Task prompt: Scan the material below for lines with the string "super". State how many there are and nothing else.

Records for the exercise:

::::::::::

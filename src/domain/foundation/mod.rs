//! Foundation module - Shared domain primitives.
//!
//! Contains value objects, identifiers, and error types that form the
//! vocabulary of the chore-reminder domain.

mod errors;
mod ids;
mod timestamp;

pub use errors::{ConfigurationError, ValidationError};
pub use ids::{CycleId, NotificationRef, ReminderRef};
pub use timestamp::Timestamp;
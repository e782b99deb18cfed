//! Migration pipeline for the persisted snapshot schema.
//!
//! Stages form an ordered table keyed by source version and run once at
//! store open, strictly increasing, each stage total and idempotent at its
//! target version. Every stage builds the complete target record list
//! first, the pipeline verifies the count matches, and only then is the
//! source list replaced - an interrupted migration can therefore never
//! lose records, only leave the old snapshot in place.

use serde_json::Value as JsonValue;
use std::sync::Arc;
use uuid::Uuid;

use super::schema::{StoreSnapshot, CURRENT_SCHEMA_VERSION};

/// Failure evolving a snapshot to the current schema.
#[derive(Debug, thiserror::Error)]
pub enum MigrationError {
    #[error("record count mismatch migrating v{from} to v{to}: expected {expected}, got {actual}")]
    RecordCountMismatch {
        from: u32,
        to: u32,
        expected: usize,
        actual: usize,
    },

    #[error("snapshot version {found} is newer than supported version {supported}")]
    UnsupportedVersion { found: u32, supported: u32 },

    #[error("no migration stage registered for version {0}")]
    MissingStage(u32),

    #[error("record transform failed: {0}")]
    InvalidRecord(String),
}

/// One versioned transformation step.
///
/// `migrate` receives the full record list and returns the transformed
/// list; it must preserve every field it does not explicitly change.
pub trait MigrationStage: Send + Sync {
    /// Version this stage reads.
    fn source_version(&self) -> u32;

    /// Version this stage writes.
    fn target_version(&self) -> u32;

    /// Transforms all records from source to target shape.
    fn migrate(&self, records: Vec<JsonValue>) -> Result<Vec<JsonValue>, MigrationError>;
}

/// v1 -> v2: synthesize the required unique `id` field.
///
/// All other fields carry over unchanged. Records that already have an id
/// keep it, which makes a re-run a no-op.
pub struct AddRecordIdentifiers;

impl MigrationStage for AddRecordIdentifiers {
    fn source_version(&self) -> u32 {
        1
    }

    fn target_version(&self) -> u32 {
        2
    }

    fn migrate(&self, records: Vec<JsonValue>) -> Result<Vec<JsonValue>, MigrationError> {
        records
            .into_iter()
            .map(|mut record| {
                let map = record.as_object_mut().ok_or_else(|| {
                    MigrationError::InvalidRecord("cycle record is not an object".to_string())
                })?;
                if !map.contains_key("id") {
                    map.insert(
                        "id".to_string(),
                        JsonValue::String(Uuid::new_v4().to_string()),
                    );
                }
                Ok(record)
            })
            .collect()
    }
}

/// v2 -> v3: identifier becomes a plain string, generated when missing.
///
/// Declarative stage - the only rule is the default value; every other
/// field passes through untouched.
pub struct StringifyIdentifiers;

impl MigrationStage for StringifyIdentifiers {
    fn source_version(&self) -> u32 {
        2
    }

    fn target_version(&self) -> u32 {
        3
    }

    fn migrate(&self, records: Vec<JsonValue>) -> Result<Vec<JsonValue>, MigrationError> {
        records
            .into_iter()
            .map(|mut record| {
                let map = record.as_object_mut().ok_or_else(|| {
                    MigrationError::InvalidRecord("cycle record is not an object".to_string())
                })?;
                match map.get("id") {
                    Some(JsonValue::String(_)) => {}
                    Some(JsonValue::Null) | None => {
                        map.insert(
                            "id".to_string(),
                            JsonValue::String(Uuid::new_v4().to_string()),
                        );
                    }
                    Some(other) => {
                        return Err(MigrationError::InvalidRecord(format!(
                            "unexpected id representation: {other}"
                        )));
                    }
                }
                Ok(record)
            })
            .collect()
    }
}

/// Ordered stage table, applied at store open.
pub struct MigrationPipeline {
    stages: Vec<Arc<dyn MigrationStage>>,
}

impl MigrationPipeline {
    /// Pipeline holding the full v1 -> v3 history.
    pub fn standard() -> Self {
        Self {
            stages: vec![Arc::new(AddRecordIdentifiers), Arc::new(StringifyIdentifiers)],
        }
    }

    /// Evolves a snapshot to [`CURRENT_SCHEMA_VERSION`].
    ///
    /// A snapshot already at the current version passes through untouched;
    /// a newer one is refused rather than guessed at.
    ///
    /// # Errors
    ///
    /// - `UnsupportedVersion` when the snapshot is from a newer build
    /// - `MissingStage` when the version history has a gap
    /// - `RecordCountMismatch` when a stage dropped or duplicated records
    /// - `InvalidRecord` when a record cannot be transformed
    pub fn run(&self, snapshot: StoreSnapshot) -> Result<StoreSnapshot, MigrationError> {
        if snapshot.schema_version > CURRENT_SCHEMA_VERSION {
            return Err(MigrationError::UnsupportedVersion {
                found: snapshot.schema_version,
                supported: CURRENT_SCHEMA_VERSION,
            });
        }

        let mut current = snapshot;
        while current.schema_version < CURRENT_SCHEMA_VERSION {
            let stage = self
                .stages
                .iter()
                .find(|s| s.source_version() == current.schema_version)
                .ok_or(MigrationError::MissingStage(current.schema_version))?;

            let expected = current.cycles.len();
            let migrated = stage.migrate(current.cycles)?;
            if migrated.len() != expected {
                return Err(MigrationError::RecordCountMismatch {
                    from: stage.source_version(),
                    to: stage.target_version(),
                    expected,
                    actual: migrated.len(),
                });
            }

            tracing::info!(
                from = stage.source_version(),
                to = stage.target_version(),
                records = migrated.len(),
                "migrated cycle store snapshot"
            );

            current = StoreSnapshot {
                schema_version: stage.target_version(),
                cycles: migrated,
            };
        }

        Ok(current)
    }
}

impl Default for MigrationPipeline {
    fn default() -> Self {
        Self::standard()
    }
}
//! Cycle command handlers.
//!
//! One handler per user-facing operation, each composing the scheduling
//! engine, the cycle store, and the two best-effort gateways. Store
//! failures propagate; gateway failures are reported and tolerated.

mod add_cycle;
mod delete_cycle;
mod mark_complete;
mod snooze_notification;

pub use add_cycle::{AddCycleCommand, AddCycleError, AddCycleHandler, AddCycleResult};
pub use delete_cycle::{
    DeleteCycleCommand, DeleteCycleError, DeleteCycleHandler, DeleteCycleResult,
};
pub use mark_complete::{
    MarkCompleteCommand, MarkCompleteError, MarkCompleteHandler, MarkCompleteResult,
};
pub use snooze_notification::{
    SnoozeNotificationCommand, SnoozeNotificationError, SnoozeNotificationHandler,
    SnoozeNotificationResult,
};

use crate::ports::GatewayError;

/// What happened to one best-effort channel during an operation.
///
/// `Failed` is a reported terminal state, not an error: the durable record
/// exists either way.
#[derive(Debug, Clone)]
pub enum ChannelOutcome<R> {
    /// The channel is disabled in settings; the gateway was never called.
    Disabled,
    /// The gateway accepted the request and returned a handle.
    Linked(R),
    /// The gateway failed; the cycle proceeds without this channel.
    Failed(GatewayError),
}

impl<R> ChannelOutcome<R> {
    /// The gateway handle, when one was linked.
    pub fn reference(&self) -> Option<&R> {
        match self {
            ChannelOutcome::Linked(reference) => Some(reference),
            _ => None,
        }
    }

    /// True when the gateway was attempted and failed.
    pub fn is_failed(&self) -> bool {
        matches!(self, ChannelOutcome::Failed(_))
    }
}
//! In-memory settings store adapter.

use async_trait::async_trait;
use std::sync::Arc;
use tokio::sync::RwLock;

use crate::domain::settings::ChoreSettings;
use crate::ports::{SettingsStore, SettingsStoreError};

/// In-memory settings store, starting from defaults.
#[derive(Debug, Clone, Default)]
pub struct InMemorySettingsStore {
    settings: Arc<RwLock<ChoreSettings>>,
}

impl InMemorySettingsStore {
    /// Creates a store holding the default settings.
    pub fn new() -> Self {
        Self::default()
    }

    /// Creates a store pre-seeded with the given settings.
    pub fn with_settings(settings: ChoreSettings) -> Self {
        Self {
            settings: Arc::new(RwLock::new(settings)),
        }
    }
}

#[async_trait]
impl SettingsStore for InMemorySettingsStore {
    async fn load(&self) -> Result<ChoreSettings, SettingsStoreError> {
        Ok(*self.settings.read().await)
    }

    async fn save(&self, settings: &ChoreSettings) -> Result<(), SettingsStoreError> {
        *self.settings.write().await = *settings;
        Ok(())
    }
}
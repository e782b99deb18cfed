//! AddCycleHandler - Command handler for scheduling a new chore cycle.

use std::sync::Arc;

use crate::domain::alerting::AlertPayload;
use crate::domain::cycle::Cycle;
use crate::domain::foundation::{
    ConfigurationError, CycleId, NotificationRef, ReminderRef, Timestamp,
};
use crate::ports::{
    CycleStore, NotificationGateway, PersistenceError, ReminderGateway, SchedulingEngine,
    SettingsStore, SettingsStoreError,
};

use super::ChannelOutcome;

/// Command to schedule a new cycle.
#[derive(Debug, Clone, Copy)]
pub struct AddCycleCommand {
    /// The moment the user asked; becomes `created_at` and the base of
    /// the due-date arithmetic.
    pub now: Timestamp,
}

/// Result of successful cycle creation.
///
/// Either channel may have failed; the cycle record exists regardless.
#[derive(Debug, Clone)]
pub struct AddCycleResult {
    /// The persisted cycle.
    pub cycle: Cycle,
    /// What happened on the notification channel.
    pub notification: ChannelOutcome<NotificationRef>,
    /// What happened on the reminder channel.
    pub reminder: ChannelOutcome<ReminderRef>,
}

/// Error type for cycle creation.
#[derive(Debug, Clone)]
pub enum AddCycleError {
    /// A non-completed cycle already exists; only one may be active.
    ActiveCycleExists(CycleId),
    /// The scheduling parameters cannot produce a valid due instant.
    Configuration(ConfigurationError),
    /// Settings could not be loaded.
    Settings(SettingsStoreError),
    /// The durable record could not be written.
    Persistence(PersistenceError),
}

impl std::fmt::Display for AddCycleError {
    fn fmt(&self, f: &mut std::fmt::Formatter<'_>) -> std::fmt::Result {
        match self {
            AddCycleError::ActiveCycleExists(id) => {
                write!(f, "an active cycle already exists: {}", id)
            }
            AddCycleError::Configuration(err) => write!(f, "{}", err),
            AddCycleError::Settings(err) => write!(f, "{}", err),
            AddCycleError::Persistence(err) => write!(f, "{}", err),
        }
    }
}

impl std::error::Error for AddCycleError {}

impl From<ConfigurationError> for AddCycleError {
    fn from(err: ConfigurationError) -> Self {
        AddCycleError::Configuration(err)
    }
}

impl From<SettingsStoreError> for AddCycleError {
    fn from(err: SettingsStoreError) -> Self {
        AddCycleError::Settings(err)
    }
}

impl From<PersistenceError> for AddCycleError {
    fn from(err: PersistenceError) -> Self {
        AddCycleError::Persistence(err)
    }
}

/// Handler for scheduling new cycles.
pub struct AddCycleHandler {
    cycle_store: Arc<dyn CycleStore>,
    settings_store: Arc<dyn SettingsStore>,
    notification_gateway: Arc<dyn NotificationGateway>,
    reminder_gateway: Arc<dyn ReminderGateway>,
    scheduling_engine: Arc<dyn SchedulingEngine>,
}

impl AddCycleHandler {
    pub fn new(
        cycle_store: Arc<dyn CycleStore>,
        settings_store: Arc<dyn SettingsStore>,
        notification_gateway: Arc<dyn NotificationGateway>,
        reminder_gateway: Arc<dyn ReminderGateway>,
        scheduling_engine: Arc<dyn SchedulingEngine>,
    ) -> Self {
        Self {
            cycle_store,
            settings_store,
            notification_gateway,
            reminder_gateway,
            scheduling_engine,
        }
    }

    pub async fn handle(&self, cmd: AddCycleCommand) -> Result<AddCycleResult, AddCycleError> {
        // 1. Settings are read on every call; the store is the only cache.
        let settings = self.settings_store.load().await?;

        // 2. Only one non-completed cycle may exist at a time.
        if let Some(active) = self.cycle_store.fetch_active().await? {
            return Err(AddCycleError::ActiveCycleExists(active.id()));
        }

        // 3. Compute the due instant. Configuration failures abort before
        //    any external side effect.
        let scheduled_at = self.scheduling_engine.next_due_date(
            cmd.now,
            settings.days_out,
            settings.hour_of_day,
        )?;

        // 4. Best-effort notification.
        let notification = if settings.notifications_enabled {
            match self
                .notification_gateway
                .schedule(AlertPayload::first(scheduled_at))
                .await
            {
                Ok(reference) => ChannelOutcome::Linked(reference),
                Err(err) => {
                    tracing::warn!(error = %err, "notification scheduling failed; cycle proceeds without an alert");
                    ChannelOutcome::Failed(err)
                }
            }
        } else {
            ChannelOutcome::Disabled
        };

        // 5. Best-effort reminder.
        let reminder = if settings.reminders_enabled {
            match self.reminder_gateway.add_reminder(scheduled_at).await {
                Ok(reference) => ChannelOutcome::Linked(reference),
                Err(err) => {
                    tracing::warn!(error = %err, "reminder creation failed; cycle proceeds without a task entry");
                    ChannelOutcome::Failed(err)
                }
            }
        } else {
            ChannelOutcome::Disabled
        };

        // 6. The durable record. This step always runs and its outcome is
        //    the operation's outcome.
        let cycle = Cycle::new(
            cmd.now,
            scheduled_at,
            notification.reference().cloned(),
            reminder.reference().cloned(),
        );
        self.cycle_store.add(&cycle).await?;

        tracing::debug!(cycle_id = %cycle.id(), scheduled_at = %scheduled_at, "cycle scheduled");

        Ok(AddCycleResult {
            cycle,
            notification,
            reminder,
        })
    }
}
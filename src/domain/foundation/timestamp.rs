//! Timestamp value object for immutable points in time.

use chrono::{DateTime, Duration, Utc};
use serde::{Deserialize, Serialize};

/// Immutable point in time, always UTC.
#[derive(Debug, Clone, Copy, PartialEq, Eq, PartialOrd, Ord, Serialize, Deserialize)]
#[serde(transparent)]
pub struct Timestamp(DateTime<Utc>);

impl Timestamp {
    /// Creates a timestamp for the current moment.
    pub fn now() -> Self {
        Self(Utc::now())
    }

    /// Creates a timestamp from a DateTime<Utc>.
    pub fn from_datetime(dt: DateTime<Utc>) -> Self {
        Self(dt)
    }

    /// Returns the inner DateTime.
    pub fn as_datetime(&self) -> &DateTime<Utc> {
        &self.0
    }

    /// Checks if this timestamp is before another.
    pub fn is_before(&self, other: &Timestamp) -> bool {
        self.0 < other.0
    }

    /// Returns the duration from another timestamp to this one.
    ///
    /// Returns negative duration if other is after self.
    pub fn duration_since(&self, other: &Timestamp) -> Duration {
        self.0.signed_duration_since(other.0)
    }

    /// Creates a timestamp from Unix seconds.
    pub fn from_unix_secs(secs: i64) -> Self {
        Self(DateTime::from_timestamp(secs, 0).unwrap_or_default())
    }

    /// Returns the timestamp as Unix seconds.
    pub fn as_unix_secs(&self) -> i64 {
        self.0.timestamp()
    }

    /// Creates a new timestamp by adding the specified number of seconds.
    pub fn plus_secs(&self, secs: i64) -> Self {
        Self(self.0 + Duration::seconds(secs))
    }

    /// Returns this timestamp with seconds and subseconds dropped.
    ///
    /// Reminder-list entries carry due dates at minute granularity.
    pub fn truncated_to_minute(&self) -> Self {
        let secs = self.0.timestamp();
        Self::from_unix_secs(secs - secs.rem_euclid(60))
    }
}

impl Default for Timestamp {
    fn default() -> Self {
        Self::now()
    }
}

impl std::fmt::Display for Timestamp {
    fn fmt(&self, f: &mut std::fmt::Formatter<'_>) -> std::fmt::Result {
        write!(f, "{}", self.0.to_rfc3339())
    }
}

::::::::::

Answer box: 2